**Exercise description**
Output the data that follows, keeping every line identical.

[Opening Supplied entries section]

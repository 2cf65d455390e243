/*!
Clauses and their evaluation against a partial assignment.

Mirrors `spec.md` §4.2: a clause is a set of literals together with a stable index and up to two
watched literals. Evaluation distinguishes satisfied, conflicting, and undecided clauses; watch
suggestion returns up to two currently-unassigned literals for use by BCP.
*/

use std::collections::HashSet;

use crate::structures::literal::IntLit;

/// The result of evaluating a clause against an assignment.
#[derive(Clone, Copy, Debug, Eq, PartialEq)]
pub enum ClauseStatus {
    /// At least one literal of the clause is in the assignment.
    Sat,

    /// The negation of every literal of the clause is in the assignment.
    Conflict,

    /// Neither of the above: some literal is unassigned and none is satisfied.
    Undecided,
}

/// A clause: a set of literals, a stable index into the clause database, and up to two watched
/// literals.
#[derive(Clone, Debug)]
pub struct Clause {
    literals: Vec<IntLit>,
    index: usize,
    watch: [Option<IntLit>; 2],
}

impl Clause {
    /// Builds a clause from a set of literals, discarding the clause if it is trivially true
    /// (contains both `l` and `-l`).
    ///
    /// Returns `None` for a trivial clause, per the invariant in `spec.md` §3 that no stored
    /// clause contains both a literal and its negation.
    pub fn new(literals: impl IntoIterator<Item = IntLit>, index: usize) -> Option<Clause> {
        let mut seen = HashSet::new();
        let mut out = Vec::new();
        for l in literals {
            if seen.contains(&-l) {
                return None;
            }
            if seen.insert(l) {
                out.push(l);
            }
        }
        Some(Clause {
            literals: out,
            index,
            watch: [None, None],
        })
    }

    pub fn index(&self) -> usize {
        self.index
    }

    pub fn literals(&self) -> &[IntLit] {
        &self.literals
    }

    pub fn watches(&self) -> [Option<IntLit>; 2] {
        self.watch
    }

    pub fn set_watches(&mut self, watch: [Option<IntLit>; 2]) {
        self.watch = watch;
    }

    /// SAT if any literal is assigned; CONFLICT if every literal's negation is assigned;
    /// otherwise UNDECIDED.
    pub fn evaluate(&self, assignment: &HashSet<IntLit>) -> ClauseStatus {
        let mut undecided = false;
        for &lit in &self.literals {
            if assignment.contains(&lit) {
                return ClauseStatus::Sat;
            } else if !assignment.contains(&-lit) {
                undecided = true;
            }
        }
        if undecided {
            ClauseStatus::Undecided
        } else {
            ClauseStatus::Conflict
        }
    }

    /// Up to two currently-unassigned literals, for use as new watches.
    pub fn suggest_watch_literals(&self, assignment: &HashSet<IntLit>) -> Vec<IntLit> {
        let mut suggested = Vec::with_capacity(2);
        for &lit in &self.literals {
            if !assignment.contains(&lit) && !assignment.contains(&-lit) {
                suggested.push(lit);
                if suggested.len() == 2 {
                    break;
                }
            }
        }
        suggested
    }
}

#[cfg(test)]
mod tests {
    use super::*;

    fn lits(v: &[i32]) -> Vec<IntLit> {
        v.iter().map(|&x| IntLit(x)).collect()
    }

    #[test]
    fn trivial_clause_is_discarded() {
        assert!(Clause::new(lits(&[1, -1, 2]), 0).is_none());
    }

    #[test]
    fn evaluate_sat_when_a_literal_is_assigned() {
        let clause = Clause::new(lits(&[1, 2, -3]), 0).unwrap();
        let assignment: HashSet<IntLit> = [IntLit(2)].into_iter().collect();
        assert_eq!(clause.evaluate(&assignment), ClauseStatus::Sat);
    }

    #[test]
    fn evaluate_conflict_when_all_negated() {
        let clause = Clause::new(lits(&[1, 2]), 0).unwrap();
        let assignment: HashSet<IntLit> = [IntLit(-1), IntLit(-2)].into_iter().collect();
        assert_eq!(clause.evaluate(&assignment), ClauseStatus::Conflict);
    }

    #[test]
    fn evaluate_undecided_otherwise() {
        let clause = Clause::new(lits(&[1, 2]), 0).unwrap();
        let assignment: HashSet<IntLit> = [IntLit(-1)].into_iter().collect();
        assert_eq!(clause.evaluate(&assignment), ClauseStatus::Undecided);
    }

    #[test]
    fn suggest_watch_literals_caps_at_two() {
        let clause = Clause::new(lits(&[1, 2, 3, 4]), 0).unwrap();
        let assignment = HashSet::new();
        assert_eq!(clause.suggest_watch_literals(&assignment).len(), 2);
    }
}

[Closing Supplied entries section]

**Problem solution**
repository 2cf65d455390e243
/*!
Clauses and their evaluation against a partial assignment.

Mirrors `spec.md` §4.2: a clause is a set of literals together with a stable index and up to two
watched literals. Evaluation distinguishes satisfied, conflicting, and undecided clauses; watch
suggestion returns up to two currently-unassigned literals for use by BCP.
*/

use std::collections::HashSet;

use crate::structures::literal::IntLit;

/// The result of evaluating a clause against an assignment.
#[derive(Clone, Copy, Debug, Eq, PartialEq)]
pub enum ClauseStatus {
    /// At least one literal of the clause is in the assignment.
    Sat,

    /// The negation of every literal of the clause is in the assignment.
    Conflict,

    /// Neither of the above: some literal is unassigned and none is satisfied.
    Undecided,
}

/// A clause: a set of literals, a stable index into the clause database, and up to two watched
/// literals.
#[derive(Clone, Debug)]
pub struct Clause {
    literals: Vec<IntLit>,
    index: usize,
    watch: [Option<IntLit>; 2],
}

impl Clause {
    /// Builds a clause from a set of literals, discarding the clause if it is trivially true
    /// (contains both `l` and `-l`).
    ///
    /// Returns `None` for a trivial clause, per the invariant in `spec.md` §3 that no stored
    /// clause contains both a literal and its negation.
    pub fn new(literals: impl IntoIterator<Item = IntLit>, index: usize) -> Option<Clause> {
        let mut seen = HashSet::new();
        let mut out = Vec::new();
        for l in literals {
            if seen.contains(&-l) {
                return None;
            }
            if seen.insert(l) {
                out.push(l);
            }
        }
        Some(Clause {
            literals: out,
            index,
            watch: [None, None],
        })
    }

    pub fn index(&self) -> usize {
        self.index
    }

    pub fn literals(&self) -> &[IntLit] {
        &self.literals
    }

    pub fn watches(&self) -> [Option<IntLit>; 2] {
        self.watch
    }

    pub fn set_watches(&mut self, watch: [Option<IntLit>; 2]) {
        self.watch = watch;
    }

    /// SAT if any literal is assigned; CONFLICT if every literal's negation is assigned;
    /// otherwise UNDECIDED.
    pub fn evaluate(&self, assignment: &HashSet<IntLit>) -> ClauseStatus {
        let mut undecided = false;
        for &lit in &self.literals {
            if assignment.contains(&lit) {
                return ClauseStatus::Sat;
            } else if !assignment.contains(&-lit) {
                undecided = true;
            }
        }
        if undecided {
            ClauseStatus::Undecided
        } else {
            ClauseStatus::Conflict
        }
    }

    /// Up to two currently-unassigned literals, for use as new watches.
    pub fn suggest_watch_literals(&self, assignment: &HashSet<IntLit>) -> Vec<IntLit> {
        let mut suggested = Vec::with_capacity(2);
        for &lit in &self.literals {
            if !assignment.contains(&lit) && !assignment.contains(&-lit) {
                suggested.push(lit);
                if suggested.len() == 2 {
                    break;
                }
            }
        }
        suggested
    }
}

#[cfg(test)]
mod tests {
    use super::*;

    fn lits(v: &[i32]) -> Vec<IntLit> {
        v.iter().map(|&x| IntLit(x)).collect()
    }

    #[test]
    fn trivial_clause_is_discarded() {
        assert!(Clause::new(lits(&[1, -1, 2]), 0).is_none());
    }

    #[test]
    fn evaluate_sat_when_a_literal_is_assigned() {
        let clause = Clause::new(lits(&[1, 2, -3]), 0).unwrap();
        let assignment: HashSet<IntLit> = [IntLit(2)].into_iter().collect();
        assert_eq!(clause.evaluate(&assignment), ClauseStatus::Sat);
    }

    #[test]
    fn evaluate_conflict_when_all_negated() {
        let clause = Clause::new(lits(&[1, 2]), 0).unwrap();
        let assignment: HashSet<IntLit> = [IntLit(-1), IntLit(-2)].into_iter().collect();
        assert_eq!(clause.evaluate(&assignment), ClauseStatus::Conflict);
    }

    #[test]
    fn evaluate_undecided_otherwise() {
        let clause = Clause::new(lits(&[1, 2]), 0).unwrap();
        let assignment: HashSet<IntLit> = [IntLit(-1)].into_iter().collect();
        assert_eq!(clause.evaluate(&assignment), ClauseStatus::Undecided);
    }

    #[test]
    fn suggest_watch_literals_caps_at_two() {
        let clause = Clause::new(lits(&[1, 2, 3, 4]), 0).unwrap();
        let assignment = HashSet::new();
        assert_eq!(clause.suggest_watch_literals(&assignment).len(), 2);
    }
}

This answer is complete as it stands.